Samedi 23 juillet, à 14 h, projections du Pré de Béjine de Eisenstein, de Dreyer pour mémoire-exercice documentaire de Olivier Derousseau et de Saute ma ville de Chantal Ackerman à la cip-idf, 14 quai de Charente, 19e, M° Corentin Cariou.
A) DREYER POUR MÉMOIRE - EXERCICE DOCUMENTAIRE
B) LE PRE DE BEJINE
C) SAUTE MA VILLE
A) Il existe un lieu à Roubaix, la Cie de l’Oiseau Mouche qui accueille et forme des travailleurs / acteurs handicapés. Je veux dire déclarés et identifiés comme tels. Des amis. Qui travaillent. Trente cinq heures par semaine. Cette compagnie domiciliée au lieu dit « le Garage » produit avec ces acteurs des spectacles. Et en reçoit aussi. Ces acteurs sont les protagonistes du film.
Cette compagnie est aussi un C.A.T. (Centre d’Adaptation par le Travail). Les CAT sont plus généralement des lieux d’exploitations et de sous traitances dont les résidents vivent de maigres subsides et de travail ; le travail étant envisagé sous l’angle de l’accueil, de la socialisation et du rendement. Le film tente de faire face à cet ensemble de problèmes.
Il ne s’agissait pas de faire un reportage sur des travailleurs handicapés. Mais plutôt de faire entendre et de montrer des acteurs - leurs singularités, en exercice. C’est quoi un exercice d’acteur ? Cela ne consiste pas à tenir un rôle ou jouer une situation mais plutôt à porter en acte une parole. En acte. C’est toujours déjà se faire violence parce que la parole ne vaut que si elle est tenue. Une promesse alors. Que les paroles soient apprises, lues, répétées, chuchotées, bégayées ou absentes, c’est une question esthétique auquel ce film réponds. Il s’agit d’un documentaire au sens où le film tente de faire voir des paroles au travail en tant que ces paroles n’appartiennent à personne. Consubstantiellement, c’est un exercice de choix d’angles, de cadres, de lumières ; c’est un exercice de cinéma. Chaque séquence fût préparée à l’école du temps et de la patience parce qu’il était nécessaire que chaque acteur du film, qu’il soit devant ou derrière la caméra, appréhendent le mystère de la confection des images. En ce sens, un travail pédagogique. Le seul élément de fiction du film est l’évocation concrète et récurrente d’un personnage qui est une figure absente, acceptée comme tel. Nous l’avons appelé Ernest. Il se pourrait qu’Ernest soit un homme gris autrement dit une figure démonologique.

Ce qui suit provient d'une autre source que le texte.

//! Wire protocol message types.
//!
//! This module defines the JSON frames exchanged between the two peers
//! (web app and editor) through the relay.
//!
//! # Protocol Overview
//!
//! | Message | Direction | Purpose |
//! |---------|-----------|---------|
//! | `load-image` | either → either | route an image into a named UI slot |
//! | `rendered-images` | web app → editor | announce a finished render batch |
//!
//! Frames are JSON text, discriminated by the `action` field. The relay
//! forwards every frame to all other connected peers; each peer keeps
//! only the messages whose `target` it recognizes.
//!
//! # Modules
//!
//! | Module | Description |
//! |--------|-------------|
//! | `message` | Frame and payload types |
//! | `target` | Target identifiers and UI contexts |

// ============================================================================
// Submodules
// ============================================================================

/// Frame and payload types.
pub mod message;

/// Target identifiers and UI contexts.
pub mod target;

// ============================================================================
// Re-exports
// ============================================================================

pub use message::{ImageSource, LoadImage, Message, RenderedImages};
pub use target::{CONTROLNET_UNITS, TargetId, UiContext};
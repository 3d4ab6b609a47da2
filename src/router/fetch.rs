//! Image byte fetching.
//!
//! Routing and importing need raw bytes from a URL, either the sender's
//! own serving path or the relay's `read-file` endpoint. The [`Fetcher`]
//! seam keeps the transport swappable; tests substitute an in-memory
//! implementation.

// ============================================================================
// Imports
// ============================================================================

use std::time::Duration;

use async_trait::async_trait;
use tracing::debug;

use crate::error::{Error, Result};

// ============================================================================
// Constants
// ============================================================================

/// Timeout for one image fetch.
const FETCH_TIMEOUT: Duration = Duration::from_secs(30);

// ============================================================================
// Fetcher
// ============================================================================

/// Fetches raw bytes by URL.
#[async_trait]
pub trait Fetcher: Send + Sync {
    /// Fetches the resource, returning its bytes.
    ///
    /// # Errors
    ///
    /// Returns [`Error::Fetch`] on transport failures and non-success
    /// status codes.
    async fn fetch(&self, url: &str) -> Result<Vec<u8>>;
}

// ============================================================================
// HttpFetcher
// ============================================================================

/// Production [`Fetcher`] over HTTP.
pub struct HttpFetcher {
    /// Shared client with connection pooling.
    client: reqwest::Client,
}

impl HttpFetcher {
    /// Creates a fetcher with the default timeout.
    ///
    /// # Errors
    ///
    /// Returns [`Error::Connection`] if the HTTP client cannot be built.
    pub fn new() -> Result<Self> {
        let client = reqwest::Client::builder()
            .timeout(FETCH_TIMEOUT)
            .build()
            .map_err(|e| Error::connection(format!("failed to build HTTP client: {e}")))?;
        Ok(Self { client })
    }
}

#[async_trait]
impl Fetcher for HttpFetcher {
    async fn fetch(&self, url: &str) -> Result<Vec<u8>> {
        debug!(url = %url, "Fetching image bytes");

        let response = self
            .client
            .get(url)
            .send()
            .await
            .map_err(|e| Error::fetch(url, e.to_string()))?
            .error_for_status()
            .map_err(|e| Error::fetch(url, e.to_string()))?;

        let bytes = response
            .bytes()
            .await
            .map_err(|e| Error::fetch(url, e.to_string()))?;

        debug!(url = %url, len = bytes.len(), "Fetch complete");
        Ok(bytes.to_vec())
    }
}

// ============================================================================
// Tests
// ============================================================================

#[cfg(test)]
mod tests {
    use super::*;

    #[tokio::test]
    async fn test_fetch_failure_is_fetch_error() {
        let fetcher = HttpFetcher::new().expect("client");
        // Nothing listens on this port.
        let err = fetcher
            .fetch("http://127.0.0.1:1/editor-link/read-file?path=x")
            .await
            .unwrap_err();
        assert!(matches!(err, Error::Fetch { .. }));
        assert!(err.is_user_visible());
    }
}
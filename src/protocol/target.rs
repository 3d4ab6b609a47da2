//! Target identifiers and UI contexts.
//!
//! A [`TargetId`] is an opaque string naming the destination slot for an
//! incoming image. Each peer recognizes its own set of targets and silently
//! ignores messages addressed to any other peer's targets.

// ============================================================================
// Imports
// ============================================================================

use std::fmt;

use serde::{Deserialize, Serialize};

// ============================================================================
// Constants
// ============================================================================

/// Number of controlnet unit slots on the web-app side.
pub const CONTROLNET_UNITS: u8 = 4;

// ============================================================================
// TargetId
// ============================================================================

/// Opaque destination identifier for an incoming image.
///
/// Known web-app targets: `img2img`, `inpaint`, `inpaint_img`,
/// `inpaint_mask`, `controlnet0..3`. The editor recognizes `editor`.
/// Unknown values still deserialize; the recognized-set check happens at
/// routing time, not at parse time, so messages meant for another peer
/// pass through untouched.
#[derive(Debug, Clone, PartialEq, Eq, Hash, Serialize, Deserialize)]
#[serde(transparent)]
pub struct TargetId(String);

impl TargetId {
    /// Creates a target from an arbitrary string.
    #[inline]
    #[must_use]
    pub fn new(name: impl Into<String>) -> Self {
        Self(name.into())
    }

    /// The img2img source image slot.
    #[inline]
    #[must_use]
    pub fn img2img() -> Self {
        Self("img2img".into())
    }

    /// The combined inpaint canvas (image with mask painted on top).
    #[inline]
    #[must_use]
    pub fn inpaint() -> Self {
        Self("inpaint".into())
    }

    /// The inpaint base image slot (separate-mask mode).
    #[inline]
    #[must_use]
    pub fn inpaint_img() -> Self {
        Self("inpaint_img".into())
    }

    /// The inpaint mask slot (separate-mask mode).
    #[inline]
    #[must_use]
    pub fn inpaint_mask() -> Self {
        Self("inpaint_mask".into())
    }

    /// A controlnet unit slot (`controlnet0` through `controlnet3`).
    ///
    /// Returns `None` when `unit` is out of range.
    #[must_use]
    pub fn controlnet(unit: u8) -> Option<Self> {
        (unit < CONTROLNET_UNITS).then(|| Self(format!("controlnet{unit}")))
    }

    /// The editor peer's single import target.
    #[inline]
    #[must_use]
    pub fn editor() -> Self {
        Self("editor".into())
    }

    /// Returns the target name.
    #[inline]
    #[must_use]
    pub fn as_str(&self) -> &str {
        &self.0
    }

    /// Returns the full set of targets the web-app peer recognizes.
    #[must_use]
    pub fn web_targets() -> Vec<Self> {
        let mut targets = vec![
            Self::img2img(),
            Self::inpaint(),
            Self::inpaint_img(),
            Self::inpaint_mask(),
        ];
        for unit in 0..CONTROLNET_UNITS {
            targets.push(Self(format!("controlnet{unit}")));
        }
        targets
    }

    /// Returns `true` if this is the editor peer's target.
    #[inline]
    #[must_use]
    pub fn is_editor(&self) -> bool {
        self.0 == "editor"
    }

    /// Returns the UI context this target requires, if it has a preference.
    ///
    /// The img2img and inpaint slots only exist inside the img2img mode.
    /// Controlnet units exist in every mode, so they carry no preference
    /// and the current context is kept.
    #[must_use]
    pub fn required_context(&self) -> Option<UiContext> {
        match self.0.as_str() {
            "img2img" | "inpaint" | "inpaint_img" | "inpaint_mask" => Some(UiContext::Img2Img),
            _ => None,
        }
    }
}

impl fmt::Display for TargetId {
    fn fmt(&self, f: &mut fmt::Formatter<'_>) -> fmt::Result {
        f.write_str(&self.0)
    }
}

impl From<&str> for TargetId {
    fn from(name: &str) -> Self {
        Self(name.to_string())
    }
}

// ============================================================================
// UiContext
// ============================================================================

/// Top-level UI mode on the web-app side.
///
/// Certain targets can only be hosted by a specific mode; the router
/// switches modes before injecting when the current one is incompatible.
#[derive(Debug, Clone, Copy, PartialEq, Eq, Default)]
pub enum UiContext {
    /// Text-to-image mode (the default mode after startup).
    #[default]
    Txt2Img,
    /// Image-to-image mode, hosting the img2img and inpaint slots.
    Img2Img,
}

// ============================================================================
// Tests
// ============================================================================
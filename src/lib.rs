//! Editor Link - Bidirectional image relay between a generation web UI
//! and a desktop image editor.
//!
//! Both peers connect to a shared WebSocket endpoint and exchange small
//! JSON frames pointing at image files: the web app pushes finished
//! renders into the editor, the editor pushes documents and inpaint
//! masks back into the web UI.
//!
//! # Architecture
//!
//! The link is symmetric around a dumb relay:
//!
//! - **Web-app side**: [`ImageRouter`] resolves `load-image` frames to
//!   drop zones in the generation UI
//! - **Editor side**: [`ExportController`] captures documents and masks,
//!   and imports files the web app sends back
//! - **Both**: [`ConnectionManager`] owns the socket, reconnecting on
//!   its own and fanning out typed [`LinkEvent`]s
//!
//! Frames carry file *references* (`url`, `localPath`), never pixel
//! data; the receiving peer fetches bytes itself.
//!
//! # Quick Start
//!
//! ```no_run
//! use std::sync::Arc;
//!
//! use editor_link::{ConnectionManager, HttpFetcher, ImageRouter, LinkConfig, Result};
//! # use editor_link::DropZoneHost;
//! # fn my_ui_host() -> Arc<dyn DropZoneHost> { unimplemented!() }
//!
//! #[tokio::main]
//! async fn main() -> Result<()> {
//!     let config = LinkConfig::new();
//!     let manager = ConnectionManager::new(config.clone());
//!     manager.connect();
//!
//!     let router = ImageRouter::new(my_ui_host(), Arc::new(HttpFetcher::new()?), config);
//!     router.serve(manager.subscribe()).await;
//!     Ok(())
//! }
//! ```
//!
//! # Modules
//!
//! | Module | Description |
//! |--------|-------------|
//! | [`config`] | Endpoint configuration: [`LinkConfig`] |
//! | [`connection`] | Socket ownership and reconnect: [`ConnectionManager`] |
//! | [`error`] | Error types and [`Result`] alias |
//! | [`export`] | Editor side: [`ExportController`], inpaint masks |
//! | [`protocol`] | Wire message types (JSON frames) |
//! | [`relay`] | In-process relay endpoint for peers and tests |
//! | [`router`] | Web-app side: [`ImageRouter`], byte fetching |
//!
//! # Behavior notes
//!
//! - The manager reconnects forever on a fixed delay; an application
//!   focus event retries immediately
//! - Malformed frames are dropped without touching the connection
//! - Editor imports run inside one undo group: success is a single undo
//!   step, failure leaves the document untouched

// ============================================================================
// Modules
// ============================================================================

/// Endpoint configuration.
///
/// [`LinkConfig`] knows the relay's host, port, scheme, and the timing
/// knobs for connect and reconnect.
pub mod config;

/// Socket ownership and lifecycle.
///
/// [`ConnectionManager`] holds the one socket per peer, reconnects on
/// loss, and fans out [`LinkEvent`]s to subscribers.
pub mod connection;

/// Error types and result aliases.
///
/// All fallible operations return [`Result<T>`] which uses [`Error`].
pub mod error;

/// Editor-side export and import.
pub mod export;

/// Wire message types.
///
/// JSON frames discriminated by an `action` field.
pub mod protocol;

/// In-process relay endpoint.
///
/// Forwards every text frame to all other connected clients.
pub mod relay;

/// Web-app-side image routing.
pub mod router;

// ============================================================================
// Re-exports
// ============================================================================

// Configuration
pub use config::{ENDPOINT_PATH, LinkConfig};

// Connection types
pub use connection::{ConnectionManager, ConnectionState, LinkEvent, MessageSender};

// Error types
pub use error::{Error, Result};

// Editor side
pub use export::{DocumentId, EditorHost, ExportController, ExportJob, ImportOutcome, LayerId};

// Wire types
pub use protocol::{ImageSource, LoadImage, Message, RenderedImages, TargetId, UiContext};

// Relay
pub use relay::Relay;

// Web-app side
pub use router::{
    DropZone, DropZoneHost, Fetcher, FileDrop, HttpFetcher, ImageRouter, RouteOutcome,
};
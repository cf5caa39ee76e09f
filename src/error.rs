use std::io;


pub type Result<T> = std::result::Result<T, Error>;


#[derive(thiserror::Error, Debug)]
pub enum Error {
    #[error("pitch class {0} is out of range, expected 0-11")]
    InvalidPitchClass(u8),
    #[error("'{0}' is not a note name")]
    InvalidNoteName(String),
    #[error("unknown command '{0}'")]
    UnknownCommand(String),
    #[error("'{0}' is not an interval")]
    InvalidInterval(String),
    #[error("octave {0} is out of range")]
    OctaveOutOfRange(i64),
    #[error("a fretboard needs at least one fret")]
    NoFrets,
    #[error("{0} frets is more than a fretboard can hold")]
    TooManyFrets(usize),
    #[error("fret width {width} is too narrow, at least {required} columns are needed")]
    FretTooNarrow { width: usize, required: usize },
    #[error("failed to write to sink: {0}")]
    Io(#[from] io::Error),
}
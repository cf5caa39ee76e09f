pub mod error;
pub mod fretboard;
pub mod music;
pub mod repl;
pub mod sinks;

pub use error::{Error, Result};
pub use fretboard::FretBoard;
pub use music::notes::{Note, PitchClass};
pub use music::scales::Scale;
pub use music::tunings::Tuning;


/// Output target for a rendered `FretBoard`.
///
/// Text arrives in render order through `write`. Highlighting is signalled out-of-band with
/// `begin_highlight`/`end_highlight` so that a terminal can emit escape codes while a plain text
/// target simply ignores them.
///
/// Renderers call `end_highlight` after every cell whether or not `begin_highlight` was called for
/// it, so implementations that track mode must tolerate an unmatched `end_highlight`.
pub trait Sink {
    fn write(&mut self, text: &str) -> std::io::Result<()>;
    fn begin_highlight(&mut self) -> std::io::Result<()>;
    fn end_highlight(&mut self) -> std::io::Result<()>;
}

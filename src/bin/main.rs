use std::io::{self, IsTerminal};

use anyhow::{Context, Result};
use clap::{Parser, ValueEnum};
use log::debug;

use fretboard::music::scales;
use fretboard::repl::Repl;
use fretboard::sinks::{PlainSink, TerminalSink};
use fretboard::{FretBoard, Note, Scale, Sink, Tuning};


#[derive(Debug, Copy, Clone, ValueEnum)]
enum TuningArg {
    StandardGuitar,
    DropD,
    StandardBass,
}


impl From<TuningArg> for Tuning {
    fn from(arg: TuningArg) -> Self {
        match arg {
            TuningArg::StandardGuitar => Tuning::StandardGuitar,
            TuningArg::DropD => Tuning::DropD,
            TuningArg::StandardBass => Tuning::StandardBass,
        }
    }
}


#[derive(Debug, Copy, Clone, ValueEnum)]
enum ColorChoice {
    Auto,
    Always,
    Never,
}


#[derive(Parser, Debug)]
#[command(name = "fretboard")]
#[command(about = "Print a fretboard with the notes of a scale highlighted", long_about = None)]
struct Args {
    /// Number of frets per string, counting the open string
    #[arg(short, long, default_value = "12")]
    frets: usize,

    /// Columns per fret cell
    #[arg(short = 'w', long, default_value = "7")]
    fret_width: usize,

    #[arg(short, long, value_enum, default_value = "standard-guitar")]
    tuning: TuningArg,

    /// Open strings, highest first (e.g. "E4 B4 G3 D3 A3 E2"). Overrides --tuning
    #[arg(long)]
    strings: Option<String>,

    /// Notes to highlight (default: C major)
    #[arg(short, long, conflicts_with = "major")]
    scale: Option<String>,

    /// Highlight the major scale on this root
    #[arg(short, long)]
    major: Option<String>,

    /// Don't highlight anything
    #[arg(long)]
    plain: bool,

    #[arg(long, value_enum, default_value = "auto")]
    color: ColorChoice,

    /// Explore the board from a prompt instead of printing once
    #[arg(short, long, conflicts_with_all = ["scale", "major", "plain"])]
    interactive: bool,
}


fn parse_notes(s: &str) -> fretboard::Result<Vec<Note>> {
    s.split(|c: char| c == ',' || c.is_whitespace())
        .filter(|token| !token.is_empty())
        .map(str::parse)
        .collect()
}


fn main() -> Result<()> {
    env_logger::init();
    let args = Args::parse();

    let open_notes = match &args.strings {
        Some(strings) => parse_notes(strings).context("bad --strings")?,
        None => Tuning::from(args.tuning).open_notes(),
    };
    let board = FretBoard::new(&open_notes, args.frets).context("failed to build fretboard")?;

    let scale: Scale = match (&args.scale, &args.major) {
        (Some(notes), _) => notes.parse().context("bad --scale")?,
        (None, Some(root)) => scales::major(root.parse().context("bad --major")?).context("bad --major")?,
        (None, None) => scales::c_major(0),
    };

    let color = match args.color {
        ColorChoice::Always => true,
        ColorChoice::Never => false,
        ColorChoice::Auto => io::stdout().is_terminal(),
    };
    debug!("strings: {:?}, scale: {:?}, color: {}", open_notes, scale.notes(), color);

    let mut sink: Box<dyn Sink> = if color {
        Box::new(TerminalSink::new(io::stdout().lock()))
    } else {
        Box::new(PlainSink::new(io::stdout().lock()))
    };

    if args.interactive {
        return Repl::new(&board, args.fret_width).run(&mut *sink);
    }

    print_board(&board, &mut *sink, args.fret_width, (!args.plain).then(|| &scale))
}


fn print_board(board: &FretBoard, sink: &mut dyn Sink, fret_width: usize, scale: Option<&Scale>) -> Result<()> {
    let rendered = match scale {
        Some(scale) => board.render_highlighted(sink, fret_width, scale),
        None => board.render(sink, fret_width),
    };
    rendered.context("failed to render fretboard")
}
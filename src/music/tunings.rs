use crate::music::notes::{Note, PitchClass};


/// Common open-string tunings, listed highest string first.
#[derive(Debug, Copy, Clone, Eq, PartialEq)]
pub enum Tuning {
    StandardGuitar,
    DropD,
    StandardBass,
}


impl Tuning {
    pub fn open_notes(self) -> Vec<Note> {
        use PitchClass::*;
        let strings: &[(PitchClass, i32)] = match self {
            Tuning::StandardGuitar => &[(E, 4), (B, 4), (G, 3), (D, 3), (A, 3), (E, 2)],
            Tuning::DropD => &[(E, 4), (B, 4), (G, 3), (D, 3), (A, 3), (D, 2)],
            Tuning::StandardBass => &[(G, 3), (D, 3), (A, 2), (E, 2)],
        };
        strings.iter().map(|&(pc, octave)| Note::new(pc, octave)).collect()
    }
}
//! Builder for RelationalStore
//!
//! ```ignore
//! use relkv_engine::RelationalStore;
//!
//! // In-process adapters, default config
//! let store = RelationalStore::builder().build()?;
//!
//! // Custom adapters, namespaced keys, silent logging
//! let store = RelationalStore::builder()
//!     .storage(Arc::new(my_store))
//!     .locks(Arc::new(my_locks))
//!     .namespace("app")
//!     .quiet()
//!     .build()?;
//! ```

use std::sync::Arc;

use tracing::Dispatch;

use relkv_concurrency::{LockManager, NamedLocks};
use relkv_core::{Result, Storage};
use relkv_storage::MemoryStore;

use super::{RelationalStore, StoreConfig};

/// Builder for [`RelationalStore`]
pub struct RelationalStoreBuilder<S: Storage + ?Sized = MemoryStore, L: LockManager + ?Sized = NamedLocks>
{
    storage: Arc<S>,
    locks: Arc<L>,
    config: StoreConfig,
    dispatch: Option<Dispatch>,
}

impl RelationalStoreBuilder<MemoryStore, NamedLocks> {
    /// Builder with in-process adapters and default config
    pub fn new() -> Self {
        Self {
            storage: Arc::new(MemoryStore::new()),
            locks: Arc::new(NamedLocks::new()),
            config: StoreConfig::default(),
            dispatch: None,
        }
    }
}

impl Default for RelationalStoreBuilder<MemoryStore, NamedLocks> {
    fn default() -> Self {
        Self::new()
    }
}

impl<S: Storage + ?Sized, L: LockManager + ?Sized> RelationalStoreBuilder<S, L> {
    /// Use a different backing store adapter
    pub fn storage<S2: Storage + ?Sized>(self, storage: Arc<S2>) -> RelationalStoreBuilder<S2, L> {
        RelationalStoreBuilder {
            storage,
            locks: self.locks,
            config: self.config,
            dispatch: self.dispatch,
        }
    }

    /// Use a different lock adapter
    pub fn locks<L2: LockManager + ?Sized>(self, locks: Arc<L2>) -> RelationalStoreBuilder<S, L2> {
        RelationalStoreBuilder {
            storage: self.storage,
            locks,
            config: self.config,
            dispatch: self.dispatch,
        }
    }

    /// Replace the whole config
    pub fn config(mut self, config: StoreConfig) -> Self {
        self.config = config;
        self
    }

    /// Set the key and lock namespace
    pub fn namespace(mut self, namespace: impl Into<String>) -> Self {
        self.config.namespace = Some(namespace.into());
        self
    }

    /// Log through this dispatcher
    pub fn dispatch(mut self, dispatch: Dispatch) -> Self {
        self.dispatch = Some(dispatch);
        self
    }

    /// Discard all log output
    pub fn quiet(self) -> Self {
        self.dispatch(Dispatch::none())
    }

    /// Validate the config and build the store
    ///
    /// Without an explicit dispatcher the store logs to the default
    /// dispatcher current at build time.
    pub fn build(self) -> Result<RelationalStore<S, L>> {
        self.config.validate()?;
        let dispatch = match self.dispatch {
            Some(dispatch) => dispatch,
            None => tracing::dispatcher::get_default(Dispatch::clone),
        };
        Ok(RelationalStore::from_parts(
            self.storage,
            self.locks,
            self.config.keyspace(),
            dispatch,
        ))
    }
}
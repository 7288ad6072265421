//! Collection operations
//!
//! A collection `c` is one hash:
//!
//! | Field | Value |
//! |-------|-------|
//! | `c:<id>` | JSON [`RecordMetadata`] |
//! | `_index` | decimal id counter |
//!
//! Writes are serialized through the lock adapter: adds and collection
//! removal hold the collection lock, updates and removals hold the item lock
//! `c:<id>`. Guards release on drop, so every exit path frees the resource.
//!
//! Reads take no lock. They fetch shallow metadata in one round trip and hand
//! it to the [`Resolver`], which hydrates foreign keys one batch per depth.

use std::collections::BTreeSet;
use std::convert::Infallible;
use std::fmt::Display;
use std::future::{ready, Future};

use serde_json::Value;
use tracing::{info, warn};

use relkv_concurrency::LockManager;
use relkv_core::codec::{decode_counter, decode_metadata, encode_metadata};
use relkv_core::{
    index_text, Batch, Error, ForeignKey, ForeignKeys, Item, RecordMetadata, Result, Storage,
    StorageExt, ID_FIELD,
};

use crate::index;
use crate::resolver::Resolver;
use crate::store::RelationalStore;

/// Options for [`RelationalStore::add_item_to_collection`]
#[derive(Debug, Clone, Default)]
pub struct AddOptions {
    id: Option<String>,
    index_by: Vec<String>,
    foreign_keys: ForeignKeys,
}

impl AddOptions {
    /// No explicit id, no indexes, no foreign keys
    pub fn new() -> Self {
        Self::default()
    }

    /// Store under this id instead of an assigned one
    pub fn id(mut self, id: impl Into<String>) -> Self {
        self.id = Some(id.into());
        self
    }

    /// Maintain a secondary index on `field`
    pub fn index_by(mut self, field: impl Into<String>) -> Self {
        self.index_by.push(field.into());
        self
    }

    /// Declare `field` as a foreign key
    pub fn foreign_key(mut self, field: impl Into<String>, relation: ForeignKey) -> Self {
        self.foreign_keys.insert(field.into(), relation);
        self
    }

    /// Replace every foreign-key declaration
    pub fn foreign_keys(mut self, foreign_keys: ForeignKeys) -> Self {
        self.foreign_keys = foreign_keys;
        self
    }
}

/// Result of an add
#[derive(Debug, Clone, PartialEq)]
pub struct AddOutcome {
    /// The stored record, hydrated
    pub item: Item,
    /// Counter value after the add
    pub index: u64,
    /// Number of records in the collection after the add
    pub length: u64,
}

/// Result of a removal
#[derive(Debug, Clone, Copy, PartialEq, Eq)]
pub struct RemoveOutcome {
    /// Counter value at removal time
    pub index: u64,
    /// Number of records left in the collection
    pub length: u64,
}
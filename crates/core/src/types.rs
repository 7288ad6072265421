//! Key naming for collections, indexes, queues and locks
//!
//! Persisted layout:
//!
//! ```text
//! <ns>:<collection>                  hash   "<collection>:<id>" -> record metadata JSON
//!                                           "_index"            -> id counter
//! <ns>:<collection>:by:<field>       hash   raw field value     -> record id
//! <ns>:queue:<name>                  list   canonical JSON items
//! ```
//!
//! The namespace prefix is optional. Field names inside a collection hash and
//! the index identifiers recorded in `indexedIn` are never prefixed, so stored
//! records stay valid when a collection is moved between namespaces.

use serde::{Deserialize, Serialize};
use std::fmt;

/// Default reserved counter field inside every collection hash
pub const DEFAULT_COUNTER_FIELD: &str = "_index";

/// Default prefix for queue keys
pub const DEFAULT_QUEUE_PREFIX: &str = "queue";

/// Separator between an index's collection and field name
pub const INDEX_SEPARATOR: &str = ":by:";

/// Suffix marking a collection-level lock name
pub const COLLECTION_LOCK_SUFFIX: &str = "#collection";

/// Builds every store key and lock name used by the engine
#[derive(Debug, Clone, PartialEq, Eq, Hash, Serialize, Deserialize)]
pub struct Keyspace {
    namespace: Option<String>,
    counter_field: String,
    queue_prefix: String,
}

impl Default for Keyspace {
    fn default() -> Self {
        Self {
            namespace: None,
            counter_field: DEFAULT_COUNTER_FIELD.to_string(),
            queue_prefix: DEFAULT_QUEUE_PREFIX.to_string(),
        }
    }
}

impl Keyspace {
    /// Create a keyspace with explicit settings
    pub fn new(
        namespace: Option<String>,
        counter_field: impl Into<String>,
        queue_prefix: impl Into<String>,
    ) -> Self {
        Self {
            namespace,
            counter_field: counter_field.into(),
            queue_prefix: queue_prefix.into(),
        }
    }

    /// Keyspace with the default settings under a namespace
    pub fn namespaced(namespace: impl Into<String>) -> Self {
        Self {
            namespace: Some(namespace.into()),
            ..Self::default()
        }
    }

    /// Namespace prefix, if any
    pub fn namespace(&self) -> Option<&str> {
        self.namespace.as_deref()
    }

    /// Reserved counter field name
    pub fn counter_field(&self) -> &str {
        &self.counter_field
    }

    fn prefixed(&self, name: &str) -> String {
        match &self.namespace {
            Some(ns) => format!("{}:{}", ns, name),
            None => name.to_string(),
        }
    }

    /// Store key of a collection hash
    pub fn collection_key(&self, collection: &str) -> String {
        self.prefixed(collection)
    }

    /// Field holding a record inside its collection hash
    pub fn item_field(&self, collection: &str, id: &str) -> String {
        format!("{}:{}", collection, id)
    }

    /// Recover a record id from its collection hash field
    pub fn id_from_field<'a>(&self, collection: &str, field: &'a str) -> Option<&'a str> {
        field
            .strip_prefix(collection)
            .and_then(|rest| rest.strip_prefix(':'))
    }

    /// Index identifier as recorded in `indexedIn`
    pub fn index_name(&self, collection: &str, field: &str) -> String {
        format!("{}{}{}", collection, INDEX_SEPARATOR, field)
    }

    /// Field name an index identifier of `collection` covers
    pub fn indexed_field<'a>(&self, collection: &str, index_name: &'a str) -> Option<&'a str> {
        index_name
            .strip_prefix(collection)
            .and_then(|rest| rest.strip_prefix(INDEX_SEPARATOR))
    }

    /// Store key of an index hash, from its identifier
    pub fn index_key(&self, index_name: &str) -> String {
        self.prefixed(index_name)
    }

    /// Store key of a queue list
    pub fn queue_key(&self, queue: &str) -> String {
        self.prefixed(&format!("{}:{}", self.queue_prefix, queue))
    }

    /// Lock serializing additions to a collection
    ///
    /// Suffixed so a collection named `docs:d1` never shares a lock with
    /// item `d1` of `docs`.
    pub fn collection_lock(&self, collection: &str) -> String {
        self.prefixed(&format!("{}{}", collection, COLLECTION_LOCK_SUFFIX))
    }

    /// Lock serializing read-modify-write of a single record
    pub fn item_lock(&self, collection: &str, id: &str) -> String {
        self.prefixed(&self.item_field(collection, id))
    }
}

impl fmt::Display for Keyspace {
    fn fmt(&self, f: &mut fmt::Formatter<'_>) -> fmt::Result {
        match &self.namespace {
            Some(ns) => write!(f, "{}", ns),
            None => write!(f, "<root>"),
        }
    }
}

Pas plus que ça.
Nous avions décidé de commencer à tourner en juillet 2003. Or le mouvement des Intermittents & Précaires se déployait massivement. Nous décidâmes à l’Oiseau Mouche d’interrompre le tournage. En être aussi. Dans la joie de ce non. Puissance de ce nous. Rien ne nous y obligeait. Les « travailleurs handicapés » n’ont pas le droit de grève. Ce débrayage fût un moyen et de le faire savoir et d’exister debout dans cette lutte. Et aussi d’envoyer un message fraternel à ceux qui sont restés le cul assis entre deux chaises. Ainsi, nos paroles furent aussi des actes. Actes d’acteurs qui s’affranchissent de leurs rôles. Cela aussi notre film le porte.
B) Le Pré de Béjine est doublement malheureux, puisque deux fois inachevé et finalement détruit. Le tournage de la première version, commencé en mai 1935, a été interrompu au mois d’avril 1936 sur ordre de la Direction du Cinéma, alors que 60 % des plans avaient été tournés. Eisentstein se mit immédiatement à une nouvelle version dont le tournage commencé au mois d’août 1936, fut définitivement interrompu en mars 1937, frappé d’interdiction officielle. Amengual raconte que le négatif et la copie de travail entreposés dans les caves du Mosfilm auraient été détruits par une inondation au cours de la seconde guerre mondiale. Des photogrammes, découpés dans le film par la monteuse à la demande d’Eisenstein qui n’avait plus accès à la salle de montage, ont été retrouvés en 1960 et montés en 1967 pour aboutir à deux films-témoins constitués d’images fixes : une version courte (30 mn) avec un commentaire introductif et une musique de Prokofiev, et une version d’une heure, dite « scientifique » , entièrement muette, qui monte sans les mêler les images du premier puis du second projet.
Le film aurait dû, s’il avait été achevé, célébrer, à travers le motif de la lutte entre l’Ancien et le Nouveau, la naissance de l’homme nouveau à la fin de la lutte des classes. Donc, la grande geste de la révolution des soviets.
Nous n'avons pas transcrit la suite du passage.